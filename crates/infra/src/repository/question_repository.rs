//! # QuestionRepository
//!
//! 質問の永続化を担当するリポジトリ。
//!
//! ## 設計方針
//!
//! - **スラッグの一意性**: `questions_slug_key` 一意制約違反は `Conflict`
//! - **タグ**: `TEXT[]` 列に保存し、`$1 = ANY(tags)` で検索する
//! - **スコア**: 投票と同じトランザクション内で `score = score + delta` する
//! - **一覧**: すべて新しい順（`created_at DESC`）

use async_trait::async_trait;
use chrono::{DateTime, Utc};
use forum_domain::{
    question::{
        Question,
        QuestionBody,
        QuestionId,
        QuestionRecord,
        QuestionTitle,
        Slug,
        Tags,
    },
    user::UserId,
};
use sqlx::PgPool;
use uuid::Uuid;

use crate::{db::TxContext, error::InfraError};

/// 質問リポジトリトレイト
#[async_trait]
pub trait QuestionRepository: Send + Sync {
    /// 新規質問を作成する（スラッグ重複は `Conflict`）
    async fn insert(&self, tx: &mut TxContext, question: &Question) -> Result<(), InfraError>;

    /// タイトル・スラッグ・本文・タグを更新する（スラッグ重複は `Conflict`）
    async fn update(&self, tx: &mut TxContext, question: &Question) -> Result<(), InfraError>;

    /// 質問を削除する
    async fn delete(&self, tx: &mut TxContext, id: &QuestionId) -> Result<(), InfraError>;

    async fn find_by_id(&self, id: &QuestionId) -> Result<Option<Question>, InfraError>;

    async fn find_by_slug(&self, slug: &Slug) -> Result<Option<Question>, InfraError>;

    /// トランザクション内で質問を行ロック付きで取得する
    ///
    /// 同じ質問への投票・ベストアンサー選択はこのロックで直列化される。
    async fn find_for_update(
        &self,
        tx: &mut TxContext,
        id: &QuestionId,
    ) -> Result<Option<Question>, InfraError>;

    /// 新しい順に全件取得する
    async fn find_latest(&self) -> Result<Vec<Question>, InfraError>;

    /// 指定ユーザーの質問を新しい順に取得する
    async fn find_by_user(&self, user_id: &UserId) -> Result<Vec<Question>, InfraError>;

    /// 指定タグを持つ質問を新しい順に取得する
    async fn find_by_tag(&self, tag: &str) -> Result<Vec<Question>, InfraError>;

    /// 閲覧数を 1 増やす
    async fn increment_view_count(
        &self,
        tx: &mut TxContext,
        id: &QuestionId,
    ) -> Result<(), InfraError>;

    /// キャッシュされたスコアに `delta` を加算する
    async fn adjust_score(
        &self,
        tx: &mut TxContext,
        id: &QuestionId,
        delta: i64,
    ) -> Result<(), InfraError>;
}

/// DB の questions テーブルの行を表す中間構造体
#[derive(sqlx::FromRow)]
struct QuestionRow {
    id:         Uuid,
    user_id:    Uuid,
    title:      String,
    slug:       String,
    body:       String,
    tags:       Vec<String>,
    view_count: i64,
    score:      i64,
    created_at: DateTime<Utc>,
    updated_at: DateTime<Utc>,
}

impl TryFrom<QuestionRow> for Question {
    type Error = InfraError;

    fn try_from(row: QuestionRow) -> Result<Self, Self::Error> {
        Ok(Question::from_db(QuestionRecord {
            id:         QuestionId::from_uuid(row.id),
            user_id:    UserId::from_uuid(row.user_id),
            title:      QuestionTitle::new(row.title)?,
            slug:       Slug::from_string(row.slug),
            body:       QuestionBody::new(row.body)?,
            tags:       Tags::from_vec(row.tags),
            view_count: row.view_count,
            score:      row.score,
            created_at: row.created_at,
            updated_at: row.updated_at,
        }))
    }
}

fn into_questions(rows: Vec<QuestionRow>) -> Result<Vec<Question>, InfraError> {
    rows.into_iter().map(Question::try_from).collect()
}

/// PostgreSQL 実装の QuestionRepository
#[derive(Debug, Clone)]
pub struct PostgresQuestionRepository {
    pool: PgPool,
}

impl PostgresQuestionRepository {
    pub fn new(pool: PgPool) -> Self {
        Self { pool }
    }
}

#[async_trait]
impl QuestionRepository for PostgresQuestionRepository {
    #[tracing::instrument(skip_all, level = "debug", fields(question_id = %question.id()))]
    async fn insert(&self, tx: &mut TxContext, question: &Question) -> Result<(), InfraError> {
        sqlx::query(
            r#"
            INSERT INTO questions (
                id, user_id, title, slug, body, tags,
                view_count, score, created_at, updated_at
            )
            VALUES ($1, $2, $3, $4, $5, $6, $7, $8, $9, $10)
            "#,
        )
        .bind(question.id().as_uuid())
        .bind(question.user_id().as_uuid())
        .bind(question.title().as_str())
        .bind(question.slug().as_str())
        .bind(question.body().as_str())
        .bind(question.tags().as_slice())
        .bind(question.view_count())
        .bind(question.score())
        .bind(question.created_at())
        .bind(question.updated_at())
        .execute(tx.conn())
        .await
        .map_err(|e| InfraError::from_write(e, "Question", question.slug().as_str()))?;

        Ok(())
    }

    #[tracing::instrument(skip_all, level = "debug", fields(question_id = %question.id()))]
    async fn update(&self, tx: &mut TxContext, question: &Question) -> Result<(), InfraError> {
        sqlx::query(
            r#"
            UPDATE questions
            SET title = $2, slug = $3, body = $4, tags = $5, updated_at = $6
            WHERE id = $1
            "#,
        )
        .bind(question.id().as_uuid())
        .bind(question.title().as_str())
        .bind(question.slug().as_str())
        .bind(question.body().as_str())
        .bind(question.tags().as_slice())
        .bind(question.updated_at())
        .execute(tx.conn())
        .await
        .map_err(|e| InfraError::from_write(e, "Question", question.slug().as_str()))?;

        Ok(())
    }

    async fn delete(&self, tx: &mut TxContext, id: &QuestionId) -> Result<(), InfraError> {
        sqlx::query("DELETE FROM questions WHERE id = $1")
            .bind(id.as_uuid())
            .execute(tx.conn())
            .await?;

        Ok(())
    }

    async fn find_by_id(&self, id: &QuestionId) -> Result<Option<Question>, InfraError> {
        let row = sqlx::query_as::<_, QuestionRow>(
            r#"
            SELECT id, user_id, title, slug, body, tags, view_count, score, created_at, updated_at
            FROM questions
            WHERE id = $1
            "#,
        )
        .bind(id.as_uuid())
        .fetch_optional(&self.pool)
        .await?;

        row.map(Question::try_from).transpose()
    }

    async fn find_by_slug(&self, slug: &Slug) -> Result<Option<Question>, InfraError> {
        let row = sqlx::query_as::<_, QuestionRow>(
            r#"
            SELECT id, user_id, title, slug, body, tags, view_count, score, created_at, updated_at
            FROM questions
            WHERE slug = $1
            "#,
        )
        .bind(slug.as_str())
        .fetch_optional(&self.pool)
        .await?;

        row.map(Question::try_from).transpose()
    }

    async fn find_for_update(
        &self,
        tx: &mut TxContext,
        id: &QuestionId,
    ) -> Result<Option<Question>, InfraError> {
        let row = sqlx::query_as::<_, QuestionRow>(
            r#"
            SELECT id, user_id, title, slug, body, tags, view_count, score, created_at, updated_at
            FROM questions
            WHERE id = $1
            FOR UPDATE
            "#,
        )
        .bind(id.as_uuid())
        .fetch_optional(tx.conn())
        .await?;

        row.map(Question::try_from).transpose()
    }

    async fn find_latest(&self) -> Result<Vec<Question>, InfraError> {
        let rows = sqlx::query_as::<_, QuestionRow>(
            r#"
            SELECT id, user_id, title, slug, body, tags, view_count, score, created_at, updated_at
            FROM questions
            ORDER BY created_at DESC, id DESC
            "#,
        )
        .fetch_all(&self.pool)
        .await?;

        into_questions(rows)
    }

    async fn find_by_user(&self, user_id: &UserId) -> Result<Vec<Question>, InfraError> {
        let rows = sqlx::query_as::<_, QuestionRow>(
            r#"
            SELECT id, user_id, title, slug, body, tags, view_count, score, created_at, updated_at
            FROM questions
            WHERE user_id = $1
            ORDER BY created_at DESC, id DESC
            "#,
        )
        .bind(user_id.as_uuid())
        .fetch_all(&self.pool)
        .await?;

        into_questions(rows)
    }

    async fn find_by_tag(&self, tag: &str) -> Result<Vec<Question>, InfraError> {
        let rows = sqlx::query_as::<_, QuestionRow>(
            r#"
            SELECT id, user_id, title, slug, body, tags, view_count, score, created_at, updated_at
            FROM questions
            WHERE $1 = ANY(tags)
            ORDER BY created_at DESC, id DESC
            "#,
        )
        .bind(tag)
        .fetch_all(&self.pool)
        .await?;

        into_questions(rows)
    }

    async fn increment_view_count(
        &self,
        tx: &mut TxContext,
        id: &QuestionId,
    ) -> Result<(), InfraError> {
        sqlx::query("UPDATE questions SET view_count = view_count + 1 WHERE id = $1")
            .bind(id.as_uuid())
            .execute(tx.conn())
            .await?;

        Ok(())
    }

    async fn adjust_score(
        &self,
        tx: &mut TxContext,
        id: &QuestionId,
        delta: i64,
    ) -> Result<(), InfraError> {
        sqlx::query("UPDATE questions SET score = score + $2 WHERE id = $1")
            .bind(id.as_uuid())
            .bind(delta)
            .execute(tx.conn())
            .await?;

        Ok(())
    }
}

====

[AIM OF THE EXERCISE] Only one stretch is wanted, so please give again exactly the lines from the start of the data through the line containing "use sqlx::PgPool;", both ends included.

[TASK ANSWER]
filename crates/infra/src/repository/question_repository.rs
//! # QuestionRepository
//!
//! 質問の永続化を担当するリポジトリ。
//!
//! ## 設計方針
//!
//! - **スラッグの一意性**: `questions_slug_key` 一意制約違反は `Conflict`
//! - **タグ**: `TEXT[]` 列に保存し、`$1 = ANY(tags)` で検索する
//! - **スコア**: 投票と同じトランザクション内で `score = score + delta` する
//! - **一覧**: すべて新しい順（`created_at DESC`）

use async_trait::async_trait;
use chrono::{DateTime, Utc};
use forum_domain::{
    question::{
        Question,
        QuestionBody,
        QuestionId,
        QuestionRecord,
        QuestionTitle,
        Slug,
        Tags,
    },
    user::UserId,
};
use sqlx::PgPool;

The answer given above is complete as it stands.